Konstruksi adalah salah satu
industri yang sangat kompleks, hal ini karena dalam proyek konstruksi terdapat
multi disiplin ilmu dan berurusan dengan orang banyak yang memiliki kepentingan
masing-masing. Kondisi ini pula yang membuka peluang sengketa menjadi lebih
besar.
PENYELESAIAN SENGKETA
Mekanisme penyelesaian sengketa melalui upaya
di luar jalur pengadilan kiranya tepat untuk diterapkan pada sengketa
konstruksi dengan beberapa alasan sebagai berikut:
Pertama, kerahasiaan mengenai sengketa. Kerahasiaan
merupakan salah satu keunggulan dari mekanisme penyelesaian sengketa di luar
jalur pengadilan, baik pada saat proses maupun terhadap putusan yang tidak
dipublikasikan. Mengingat konstruksi terkait dengan banyak proses yang mana
tidak seluruhnya dapat dibuka untuk umum, terutama apabila bangunan yang
menjadi obyek sengketa termasuk dalam objek vital negara. Selain itu,
diperlukan untuk menjaga hubungan baik di antara para pihak, mengingat pelaku
usaha dalam bidang jasa konstruksi adalah terbatas.
Kedua, para pihak dapat memilih pihak penengah
(mediator/konsiliator/arbitrator) yang memiliki keahlian di bidang konstruksi. Menurut Hellard
(1987), sengketa konstruksi dapat dibagi menjadi 4 (empat) kategori, yaitu:
1. Sengketa berkaitan dengan
waktu (keterlambatan progress);
2. Sengketa berkaitan dengan
finansial (klaim dan pembayaran);
3. Sengketa berkaitan dengan
standar pekerjaan (desain dan hasil pekerjaan);
4. Konflik hubungan dengan
orang-orang di dalam industri konstruksi.

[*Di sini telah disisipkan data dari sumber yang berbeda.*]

//! Risk scoring: staleness, release sparsity, and bus factor
//!
//! Pure functions over registry metadata. The current time is an explicit
//! input so scores are deterministic under test.

use crate::registry::PackageMetadata;
use crate::types::{RiskReport, Verdict};
use chrono::{DateTime, NaiveDateTime, Utc};
use tracing::trace;

/// Sentinel day count when no dated release exists; drives the staleness
/// term to its ceiling.
const NO_RELEASE_DAYS: i64 = 9999;

/// Days of grace before staleness starts accruing
const STALENESS_GRACE_DAYS: i64 = 60;

/// Compute the abandonment risk score for a package.
///
/// The score is the capped sum of three terms: staleness (0-40), release
/// sparsity (0-30), and bus factor (0-30). All arithmetic is integer.
pub fn score_package(name: &str, meta: &PackageMetadata, now: DateTime<Utc>) -> RiskReport {
    let latest = latest_release(meta);
    let days = match latest {
        Some(dt) => (now - dt).num_days(),
        None => NO_RELEASE_DAYS,
    };

    let release_count = meta.releases.values().filter(|files| !files.is_empty()).count() as u32;

    let roles = identified_roles(meta);
    let maintainer_count = roles.max(1);

    let staleness = ((days - STALENESS_GRACE_DAYS) * 40).div_euclid(700).clamp(0, 40);
    let sparsity = (30 - 2 * release_count as i64).max(0);
    let bus = (30 - (maintainer_count as i64 - 1) * 15).max(0);

    let total = (staleness + sparsity + bus).min(100) as u8;
    trace!(
        "{}: staleness={} sparsity={} bus={} total={}",
        name, staleness, sparsity, bus, total
    );

    let mut factors = Vec::new();
    if staleness > 0 {
        if latest.is_some() {
            factors.push(format!("no release in {} days", days));
        } else {
            factors.push("no dated release found".to_string());
        }
    }
    if sparsity > 0 {
        factors.push(format!("only {} release(s) published", release_count));
    }
    if bus > 0 {
        if maintainer_count == 1 {
            factors.push("single identified maintainer (bus factor 1)".to_string());
        } else {
            factors.push("few identified maintainers".to_string());
        }
    }

    RiskReport {
        name: name.to_string(),
        score: total,
        last_release_days: days,
        maintainer_count,
        release_count,
        verdict: Verdict::from_score(total),
        last_release_date: latest
            .map(|dt| dt.format("%Y-%m-%d").to_string())
            .unwrap_or_default(),
        factors,
    }
}

/// Most recent upload timestamp across all release artifacts, or `None`
/// when no artifact carries a parseable date.
fn latest_release(meta: &PackageMetadata) -> Option<DateTime<Utc>> {
    meta.releases
        .values()
        .flatten()
        .filter_map(|artifact| {
            artifact
                .upload_time_iso_8601
                .as_deref()
                .or(artifact.upload_time.as_deref())
        })
        .filter_map(parse_release_timestamp)
        .max()
}

/// Parse an upload timestamp: RFC 3339 first, then the registry's legacy
/// timezone-less format (assumed UTC). An unparseable entry is skipped,
/// never fatal for the package.
fn parse_release_timestamp(s: &str) -> Option<DateTime<Utc>> {
    if let Ok(dt) = DateTime::parse_from_rfc3339(s) {
        return Some(dt.with_timezone(&Utc));
    }
    NaiveDateTime::parse_from_str(s, "%Y-%m-%dT%H:%M:%S")
        .ok()
        .map(|naive| naive.and_utc())
}

/// Count of distinct identified roles: author and maintainer count
/// independently when either their name or email is present.
fn identified_roles(meta: &PackageMetadata) -> u32 {
    let present = |v: &Option<String>| v.as_deref().is_some_and(|s| !s.is_empty());
    let info = &meta.info;
    let mut roles = 0;
    if present(&info.author) || present(&info.author_email) {
        roles += 1;
    }
    if present(&info.maintainer) || present(&info.maintainer_email) {
        roles += 1;
    }
    roles
}
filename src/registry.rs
//! Registry metadata client
//!
//! Fetches published package metadata from the registry's JSON endpoint.
//! This boundary is a total function from name to `Option<PackageMetadata>`:
//! network failures, non-success statuses, and malformed bodies all degrade
//! to `None` so a single flaky package can never abort a scan.

use crate::config::NetworkConfig;
use crate::parser::is_safe_name;
use reqwest::Client;
use serde::{Deserialize, Serialize};
use std::collections::HashMap;
use tracing::{debug, warn};

const USER_AGENT: &str = concat!(env!("CARGO_PKG_NAME"), "/", env!("CARGO_PKG_VERSION"));

/// Published metadata for a package, as served by the registry
#[derive(Debug, Clone, Default, Serialize, Deserialize)]
pub struct PackageMetadata {
    #[serde(default)]
    pub info: PackageInfo,
    /// Version string -> published artifacts for that version
    #[serde(default)]
    pub releases: HashMap<String, Vec<ReleaseArtifact>>,
}

/// Authorship fields from the registry's `info` object
#[derive(Debug, Clone, Default, Serialize, Deserialize)]
pub struct PackageInfo {
    #[serde(default)]
    pub author: Option<String>,
    #[serde(default)]
    pub author_email: Option<String>,
    #[serde(default)]
    pub maintainer: Option<String>,
    #[serde(default)]
    pub maintainer_email: Option<String>,
}

/// A single published artifact within a release
#[derive(Debug, Clone, Default, Serialize, Deserialize)]
pub struct ReleaseArtifact {
    #[serde(default)]
    pub upload_time_iso_8601: Option<String>,
    #[serde(default)]
    pub upload_time: Option<String>,
}

/// Fetch metadata for a package from the registry.
///
/// Unsafe names are rejected without issuing a request. Any failure past
/// that point (transport, status, body) returns `None`.
pub async fn fetch_package_metadata(name: &str, config: &NetworkConfig) -> Option<PackageMetadata> {
    if !is_safe_name(name) {
        warn!("Rejecting unsafe package name: {:?}", name);
        return None;
    }

    let client = match build_client(config) {
        Ok(c) => c,
        Err(e) => {
            warn!("Failed to build HTTP client: {}", e);
            return None;
        }
    };

    let url = format!(
        "{}/pypi/{}/json",
        config.registry_url.trim_end_matches('/'),
        name
    );
    debug!("Fetching registry metadata: {}", url);

    let response = match client.get(&url).send().await {
        Ok(r) => r,
        Err(e) => {
            debug!("Request failed for {}: {}", name, e);
            return None;
        }
    };

    if !response.status().is_success() {
        debug!("Registry returned {} for {}", response.status(), name);
        return None;
    }

    match response.json::<PackageMetadata>().await {
        Ok(meta) => Some(meta),
        Err(e) => {
            debug!("Malformed registry body for {}: {}", name, e);
            None
        }
    }
}

fn build_client(config: &NetworkConfig) -> reqwest::Result<Client> {
    Client::builder()
        .user_agent(USER_AGENT)
        .timeout(config.timeout())
        .build()
}
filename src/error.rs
//! Error types for the scan pipeline

use thiserror::Error;

/// Result type alias for scan operations
pub type Result<T> = std::result::Result<T, ScanError>;

/// Main error type for scan operations.
///
/// Only manifest-level problems are errors: a registry that cannot be
/// reached for one package is handled inside the orchestrator and never
/// surfaces here.
#[derive(Error, Debug)]
pub enum ScanError {
    #[error("Failed to read manifest {path}: {source}")]
    ManifestRead {
        path: String,
        #[source]
        source: std::io::Error,
    },

    #[error("Failed to parse manifest {path}: {message}")]
    ManifestParse { path: String, message: String },

    #[error("Configuration error: {0}")]
    ConfigError(String),

    #[error("IO error: {0}")]
    IoError(#[from] std::io::Error),

    #[error("JSON serialization error: {0}")]
    JsonError(#[from] serde_json::Error),

    #[error("TOML parsing error: {0}")]
    TomlError(#[from] toml::de::Error),
}

impl ScanError {
    /// Create a manifest read error for the given path
    pub fn manifest_read(path: impl Into<String>, source: std::io::Error) -> Self {
        Self::ManifestRead {
            path: path.into(),
            source,
        }
    }

    /// Create a manifest parse error for the given path
    pub fn manifest_parse(path: impl Into<String>, message: impl Into<String>) -> Self {
        Self::ManifestParse {
            path: path.into(),
            message: message.into(),
        }
    }

    /// Create a configuration error
    pub fn config(msg: impl Into<String>) -> Self {
        Self::ConfigError(msg.into())
    }
}
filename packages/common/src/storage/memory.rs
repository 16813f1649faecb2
use std::collections::{BTreeMap, BTreeSet};
use std::path::Path;

use async_trait::async_trait;
use tokio::fs;
use tokio::sync::RwLock;

use super::error::StoreError;
use super::item::{Index, Item, PrimaryKey, PutCondition, Query};
use super::traits::EntityStore;

/// `(index partition key, index sort key, item primary key)`
type IndexEntry = (String, String, PrimaryKey);

#[derive(Default)]
struct Tables {
    items: BTreeMap<PrimaryKey, Item>,
    gsi1: BTreeSet<IndexEntry>,
    gsi2: BTreeSet<IndexEntry>,
}

impl Tables {
    fn secondary(&self, index: Index) -> Option<&BTreeSet<IndexEntry>> {
        match index {
            Index::Primary => None,
            Index::Gsi1 => Some(&self.gsi1),
            Index::Gsi2 => Some(&self.gsi2),
        }
    }

    fn secondary_mut(&mut self, index: Index) -> Option<&mut BTreeSet<IndexEntry>> {
        match index {
            Index::Primary => None,
            Index::Gsi1 => Some(&mut self.gsi1),
            Index::Gsi2 => Some(&mut self.gsi2),
        }
    }

    /// Index projection of an item. Items without both index key attributes are
    /// left out of that index.
    fn index_entry(index: Index, key: &PrimaryKey, item: &Item) -> Option<IndexEntry> {
        let (pk_attr, sk_attr) = index.key_attributes();
        let pk = item.get(pk_attr)?.as_s()?;
        let sk = item.get(sk_attr)?.as_s()?;
        Some((pk.to_string(), sk.to_string(), key.clone()))
    }

    fn insert(&mut self, key: PrimaryKey, item: Item) {
        self.remove(&key);
        for index in Index::secondary() {
            if let Some(entry) = Self::index_entry(index, &key, &item)
                && let Some(set) = self.secondary_mut(index)
            {
                set.insert(entry);
            }
        }
        self.items.insert(key, item);
    }

    fn remove(&mut self, key: &PrimaryKey) -> bool {
        let Some(old) = self.items.remove(key) else {
            return false;
        };
        for index in Index::secondary() {
            if let Some(entry) = Self::index_entry(index, key, &old)
                && let Some(set) = self.secondary_mut(index)
            {
                set.remove(&entry);
            }
        }
        true
    }

    fn query(&self, query: &Query) -> Vec<Item> {
        let prefix = query.sort_prefix.as_deref().unwrap_or("");

        match self.secondary(query.index) {
            None => {
                let start = PrimaryKey::new(query.partition.as_str(), prefix);
                self.items
                    .range(start..)
                    .take_while(|(key, _)| key.pk == query.partition && key.sk.starts_with(prefix))
                    .map(|(_, item)| item)
                    .filter(|item| query.matches(item))
                    .cloned()
                    .collect()
            }
            Some(set) => {
                let start = (
                    query.partition.clone(),
                    prefix.to_string(),
                    PrimaryKey::new("", ""),
                );
                set.range(start..)
                    .take_while(|(pk, sk, _)| *pk == query.partition && sk.starts_with(prefix))
                    .filter_map(|(_, _, key)| self.items.get(key))
                    .filter(|item| query.matches(item))
                    .cloned()
                    .collect()
            }
        }
    }
}

/// In-process item store with a primary table and two sparse secondary
/// indexes.
///
/// Every operation takes the lock once, so single-item reads and writes are
/// atomic with respect to each other.
#[derive(Default)]
pub struct MemoryStore {
    tables: RwLock<Tables>,
}

impl MemoryStore {
    pub fn new() -> Self {
        Self::default()
    }

    /// Build a store holding `items`, later items overwriting earlier ones.
    pub fn from_items(items: impl IntoIterator<Item = Item>) -> Result<Self, StoreError> {
        let mut tables = Tables::default();
        for item in items {
            let key = item_key(&item)?;
            tables.insert(key, item);
        }
        Ok(Self {
            tables: RwLock::new(tables),
        })
    }

    /// Number of items in the table.
    pub async fn len(&self) -> usize {
        self.tables.read().await.items.len()
    }

    pub async fn is_empty(&self) -> bool {
        self.len().await == 0
    }

    /// Copy of every item, ordered by primary key.
    pub async fn export(&self) -> Vec<Item> {
        self.tables.read().await.items.values().cloned().collect()
    }

    /// Load a store from a JSON snapshot written by [`MemoryStore::save_snapshot`].
    pub async fn load_snapshot(path: &Path) -> Result<Self, StoreError> {
        let data = fs::read(path).await?;
        let items: Vec<Item> = serde_json::from_slice(&data)?;
        Self::from_items(items)
    }

    /// Write every item to `path` as a JSON array.
    ///
    /// The snapshot is written to a sibling temp file first and renamed into
    /// place, so a crash never leaves a truncated snapshot behind.
    pub async fn save_snapshot(&self, path: &Path) -> Result<usize, StoreError> {
        let items = self.export().await;
        let data = serde_json::to_vec_pretty(&items)?;

        if let Some(parent) = path.parent()
            && !parent.as_os_str().is_empty()
        {
            fs::create_dir_all(parent).await?;
        }

        let temp_path = path.with_extension("tmp");
        if let Err(e) = fs::write(&temp_path, &data).await {
            let _ = fs::remove_file(&temp_path).await;
            return Err(e.into());
        }
        if let Err(e) = fs::rename(&temp_path, path).await {
            let _ = fs::remove_file(&temp_path).await;
            return Err(e.into());
        }

        Ok(items.len())
    }
}

fn item_key(item: &Item) -> Result<PrimaryKey, StoreError> {
    PrimaryKey::of(item)
        .ok_or_else(|| StoreError::InvalidItem("item must have string PK and SK attributes".into()))
}

#[async_trait]
impl EntityStore for MemoryStore {
    async fn get(&self, key: &PrimaryKey) -> Result<Option<Item>, StoreError> {
        Ok(self.tables.read().await.items.get(key).cloned())
    }

    async fn put(&self, item: Item, condition: PutCondition) -> Result<(), StoreError> {
        let key = item_key(&item)?;
        let mut tables = self.tables.write().await;

        let exists = tables.items.contains_key(&key);
        match condition {
            PutCondition::NotExists if exists => return Err(StoreError::ConditionFailed(key)),
            PutCondition::Exists if !exists => return Err(StoreError::ConditionFailed(key)),
            _ => {}
        }

        tables.insert(key, item);
        Ok(())
    }

    async fn delete(&self, key: &PrimaryKey) -> Result<bool, StoreError> {
        Ok(self.tables.write().await.remove(key))
    }

    async fn query(&self, query: &Query) -> Result<Vec<Item>, StoreError> {
        let items = self.tables.read().await.query(query);
        tracing::debug!(
            index = %query.index,
            partition = %query.partition,
            returned = items.len(),
            "query"
        );
        Ok(items)
    }
}
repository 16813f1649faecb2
pub mod hash;
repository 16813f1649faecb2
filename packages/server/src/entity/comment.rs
use chrono::{DateTime, Utc};
use uuid::Uuid;

/// A user's comment on a blog. Identified by the `(blog_id, user_id)` pair.
#[derive(Clone, Debug, PartialEq, Eq)]
pub struct Comment {
    pub blog_id: Uuid,
    pub user_id: Uuid,
    pub message: String,
    pub created_date: DateTime<Utc>,
}
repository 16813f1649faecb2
use axum::Json;
use axum::extract::{Path, Query, State};
use axum::http::StatusCode;
use axum::response::IntoResponse;
use tracing::instrument;

use crate::error::AppError;
use crate::extractors::json::AppJson;
use crate::models::comment::*;
use crate::models::shared::{DeleteResponse, parse_id};
use crate::state::AppState;

#[instrument(skip(state, payload), fields(blog_id = %payload.blog_id, user_id = %payload.user_id))]
pub async fn create_comment(
    State(state): State<AppState>,
    AppJson(payload): AppJson<CreateCommentRequest>,
) -> Result<impl IntoResponse, AppError> {
    let comment = state.repos.comments.create(payload).await?;
    Ok((StatusCode::CREATED, Json(CommentResponse::from(comment))))
}

#[instrument(skip(state, query))]
pub async fn list_comments(
    State(state): State<AppState>,
    Query(query): Query<CommentListQuery>,
) -> Result<Json<CommentListResponse>, AppError> {
    let filter = CommentFilter::try_from(query)?;
    let comments = state.repos.comments.list(filter).await?;
    Ok(Json(CommentListResponse {
        data: comments.into_iter().map(CommentResponse::from).collect(),
    }))
}

#[instrument(skip(state))]
pub async fn get_comment(
    State(state): State<AppState>,
    Path((blog_id, user_id)): Path<(String, String)>,
) -> Result<Json<CommentResponse>, AppError> {
    let blog_id = parse_id(&blog_id, "blog_id")?;
    let user_id = parse_id(&user_id, "user_id")?;
    let comment = state.repos.comments.get(blog_id, user_id).await?;
    Ok(Json(CommentResponse::from(comment)))
}

#[instrument(skip(state, payload))]
pub async fn update_comment(
    State(state): State<AppState>,
    Path((blog_id, user_id)): Path<(String, String)>,
    AppJson(payload): AppJson<UpdateCommentRequest>,
) -> Result<Json<CommentResponse>, AppError> {
    let blog_id = parse_id(&blog_id, "blog_id")?;
    let user_id = parse_id(&user_id, "user_id")?;
    let comment = state
        .repos
        .comments
        .update(blog_id, user_id, payload)
        .await?;
    Ok(Json(CommentResponse::from(comment)))
}

#[instrument(skip(state))]
pub async fn delete_comment(
    State(state): State<AppState>,
    Path((blog_id, user_id)): Path<(String, String)>,
) -> Result<Json<DeleteResponse>, AppError> {
    let blog_id = parse_id(&blog_id, "blog_id")?;
    let user_id = parse_id(&user_id, "user_id")?;
    let deleted = state.repos.comments.delete(blog_id, user_id).await?;
    Ok(Json(DeleteResponse {
        deleted: vec![deleted],
    }))
}
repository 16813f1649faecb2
use argon2::Argon2;
use password_hash::rand_core::OsRng;
use password_hash::{PasswordHash, PasswordHasher, PasswordVerifier, SaltString};

/// Hash a password with Argon2id and a random salt, returning the PHC string.
pub fn hash_password(password: &str) -> Result<String, password_hash::Error> {
    let salt = SaltString::generate(&mut OsRng);
    let hash = Argon2::default().hash_password(password.as_bytes(), &salt)?;
    Ok(hash.to_string())
}

/// Check a password against a stored PHC string.
pub fn verify_password(password: &str, hash: &str) -> Result<bool, password_hash::Error> {
    let parsed = PasswordHash::new(hash)?;
    match Argon2::default().verify_password(password.as_bytes(), &parsed) {
        Ok(()) => Ok(true),
        Err(password_hash::Error::Password) => Ok(false),
        Err(e) => Err(e),
    }
}
use chrono::{DateTime, Utc};
use serde::{Deserialize, Serialize};
use uuid::Uuid;

use crate::entity::Comment;
use crate::repository::RepoError;

use super::shared::{parse_optional_id, validate_length};

#[derive(Deserialize)]
pub struct CreateCommentRequest {
    pub blog_id: Uuid,
    pub user_id: Uuid,
    pub message: String,
}

#[derive(Deserialize, Default, PartialEq)]
pub struct UpdateCommentRequest {
    pub message: Option<String>,
}

#[derive(Serialize)]
pub struct CommentResponse {
    pub blog_id: Uuid,
    pub user_id: Uuid,
    pub message: String,
    pub created_date: DateTime<Utc>,
}

impl From<Comment> for CommentResponse {
    fn from(c: Comment) -> Self {
        Self {
            blog_id: c.blog_id,
            user_id: c.user_id,
            message: c.message,
            created_date: c.created_date,
        }
    }
}

#[derive(Serialize)]
pub struct CommentListResponse {
    pub data: Vec<CommentResponse>,
}

/// Query string for listing comments.
#[derive(Deserialize, Default)]
pub struct CommentListQuery {
    pub blog_id: Option<String>,
    pub user_id: Option<String>,
}

/// Equality filters for listing comments.
#[derive(Debug, Default, Clone, PartialEq)]
pub struct CommentFilter {
    pub blog_id: Option<Uuid>,
    pub user_id: Option<Uuid>,
}

impl TryFrom<CommentListQuery> for CommentFilter {
    type Error = RepoError;

    fn try_from(query: CommentListQuery) -> Result<Self, Self::Error> {
        Ok(Self {
            blog_id: parse_optional_id(query.blog_id.as_deref(), "blog_id")?,
            user_id: parse_optional_id(query.user_id.as_deref(), "user_id")?,
        })
    }
}

pub fn validate_message(message: &str) -> Result<(), RepoError> {
    validate_length(message, "Message", 1, 2000)
}

pub fn validate_create_comment(payload: &CreateCommentRequest) -> Result<(), RepoError> {
    validate_message(&payload.message)
}
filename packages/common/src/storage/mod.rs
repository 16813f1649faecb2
mod error;
mod item;
mod traits;

pub mod memory;

pub use error::StoreError;
pub use item::{
    AttributeValue, GSI1_PK, GSI1_SK, GSI2_PK, GSI2_SK, Index, Item, PK, PrimaryKey, PutCondition,
    Query, SK,
};
pub use memory::MemoryStore;
pub use traits::EntityStore;
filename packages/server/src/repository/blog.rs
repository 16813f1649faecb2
use chrono::Utc;
use common::storage::{PutCondition, StoreError};
use tracing::{info, instrument};
use uuid::Uuid;

use crate::cascade::{CascadeCoordinator, CascadeReport};
use crate::codec::{Entity, attr};
use crate::entity::{Blog, EntityKind, EntityRef};
use crate::keys;
use crate::models::blog::{
    BlogFilter, CreateBlogRequest, UpdateBlogRequest, validate_blog, validate_create_blog,
};

use super::{RepoError, Store};

#[derive(Clone)]
pub struct BlogRepository {
    store: Store,
    cascade: CascadeCoordinator,
}

impl BlogRepository {
    pub fn new(store: Store, cascade: CascadeCoordinator) -> Self {
        Self { store, cascade }
    }

    /// Create a blog owned by `payload.user_id`, which must exist.
    #[instrument(skip(self, payload), fields(user_id = %payload.user_id))]
    pub async fn create(&self, payload: CreateBlogRequest) -> Result<Blog, RepoError> {
        validate_create_blog(&payload)?;

        if !self.store.exists(&keys::user_key(payload.user_id)).await? {
            return Err(RepoError::ForeignKey(EntityRef::User {
                id: payload.user_id,
            }));
        }

        let blog = Blog {
            id: Uuid::new_v4(),
            user_id: payload.user_id,
            title: payload.title.trim().to_string(),
            score: payload.score,
            created_date: Utc::now(),
        };

        self.store
            .put(blog.encode(), PutCondition::NotExists)
            .await?;

        info!(blog_id = %blog.id, "Blog created");
        Ok(blog)
    }

    #[instrument(skip(self))]
    pub async fn get(&self, id: Uuid) -> Result<Blog, RepoError> {
        self.store
            .fetch(&keys::blog_key(id))
            .await?
            .ok_or(RepoError::NotFound(EntityRef::Blog { id }))
    }

    #[instrument(skip(self, patch))]
    pub async fn update(&self, id: Uuid, patch: UpdateBlogRequest) -> Result<Blog, RepoError> {
        let mut blog = self.get(id).await?;
        if patch == UpdateBlogRequest::default() {
            return Ok(blog);
        }

        if let Some(title) = patch.title {
            blog.title = title.trim().to_string();
        }
        if let Some(score) = patch.score {
            blog.score = score;
        }
        validate_blog(&blog)?;

        self.store
            .put(blog.encode(), PutCondition::Exists)
            .await
            .map_err(|e| match e {
                StoreError::ConditionFailed(_) => RepoError::NotFound(EntityRef::Blog { id }),
                other => other.into(),
            })?;

        Ok(blog)
    }

    /// Delete a blog and every comment on it.
    #[instrument(skip(self))]
    pub async fn delete(&self, id: Uuid) -> Result<CascadeReport, RepoError> {
        self.get(id).await?;
        Ok(self.cascade.delete_blog(id).await?)
    }

    /// Blogs matching every given filter. Filtering by owner reads the owner
    /// index; otherwise the type index. Either way, one query.
    #[instrument(skip(self))]
    pub async fn list(&self, filter: BlogFilter) -> Result<Vec<Blog>, RepoError> {
        let mut query = match filter.user_id {
            Some(user_id) => keys::blogs_by_user(user_id),
            None => keys::all_of(EntityKind::Blog),
        };
        if let Some(title) = filter.title {
            query = query.filter_eq(attr::TITLE, title);
        }
        self.store.query_entities(&query).await
    }
}
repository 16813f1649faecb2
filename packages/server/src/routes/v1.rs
use axum::{Router, routing::get};

use crate::handlers;
use crate::state::AppState;

pub fn routes() -> Router<AppState> {
    Router::new()
        .nest("/user", user_routes())
        .nest("/blog", blog_routes())
        .nest("/comment", comment_routes())
}

fn user_routes() -> Router<AppState> {
    Router::new()
        .route(
            "/",
            get(handlers::user::list_users).post(handlers::user::create_user),
        )
        .route(
            "/{id}",
            get(handlers::user::get_user)
                .patch(handlers::user::update_user)
                .delete(handlers::user::delete_user),
        )
}

fn blog_routes() -> Router<AppState> {
    Router::new()
        .route(
            "/",
            get(handlers::blog::list_blogs).post(handlers::blog::create_blog),
        )
        .route(
            "/{id}",
            get(handlers::blog::get_blog)
                .patch(handlers::blog::update_blog)
                .delete(handlers::blog::delete_blog),
        )
}

fn comment_routes() -> Router<AppState> {
    Router::new()
        .route(
            "/",
            get(handlers::comment::list_comments).post(handlers::comment::create_comment),
        )
        .route(
            "/{blog_id}/{user_id}",
            get(handlers::comment::get_comment)
                .patch(handlers::comment::update_comment)
                .delete(handlers::comment::delete_comment),
        )
}
mod blog;
mod comment;
mod user;

use std::fmt;

use serde::Serialize;
use uuid::Uuid;

pub use blog::Blog;
pub use comment::Comment;
pub use user::User;

/// The kinds of entity sharing the table.
#[derive(Debug, Clone, Copy, PartialEq, Eq, Hash)]
pub enum EntityKind {
    User,
    Blog,
    Comment,
}

impl EntityKind {
    /// Value of the `entity_type` attribute and of the type index partition.
    pub fn as_str(&self) -> &'static str {
        match self {
            Self::User => "USER",
            Self::Blog => "BLOG",
            Self::Comment => "COMMENT",
        }
    }

    pub fn parse(s: &str) -> Option<Self> {
        match s {
            "USER" => Some(Self::User),
            "BLOG" => Some(Self::Blog),
            "COMMENT" => Some(Self::Comment),
            _ => None,
        }
    }
}

impl fmt::Display for EntityKind {
    fn fmt(&self, f: &mut fmt::Formatter<'_>) -> fmt::Result {
        f.write_str(match self {
            Self::User => "user",
            Self::Blog => "blog",
            Self::Comment => "comment",
        })
    }
}

/// Identity of a single stored entity.
#[derive(Debug, Clone, PartialEq, Eq, Hash, Serialize)]
#[serde(tag = "type", rename_all = "lowercase")]
pub enum EntityRef {
    User { id: Uuid },
    Blog { id: Uuid },
    Comment { blog_id: Uuid, user_id: Uuid },
}

impl EntityRef {
    pub fn kind(&self) -> EntityKind {
        match self {
            Self::User { .. } => EntityKind::User,
            Self::Blog { .. } => EntityKind::Blog,
            Self::Comment { .. } => EntityKind::Comment,
        }
    }
}

impl fmt::Display for EntityRef {
    fn fmt(&self, f: &mut fmt::Formatter<'_>) -> fmt::Result {
        match self {
            Self::User { id } => write!(f, "user {id}"),
            Self::Blog { id } => write!(f, "blog {id}"),
            Self::Comment { blog_id, user_id } => {
                write!(f, "comment by user {user_id} on blog {blog_id}")
            }
        }
    }
}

Pada umumnya sengketa-sengketa tersebut atas akan berkaitan,
baik secara langsung maupun tidak langsung dengan hal-hal bersifat teknis. Pada
dasarnya Kontrak Kerja konstruksi merupakan kontrak yang bersifat khusus yang
mana memuat banyak aspek teknis.Sebagai contoh, sengketa berkaitan dengan
pembayaran dengan sistem prosentase progress pekerjaan
sebagai syarat pembayaran, tentunya memerlukan aspek teknik terkait dengan
penentuan progress pekerjaan yang dapat
diklaim. Dengan demikian, dalam penyelesaian sengketa konstruksi, tidak saja
dibutuhkan ahli hukum, namun diperlukan ahli pada disiplin ilmu lain, terutama
aspek teknis, untuk memahami akar permasalahan.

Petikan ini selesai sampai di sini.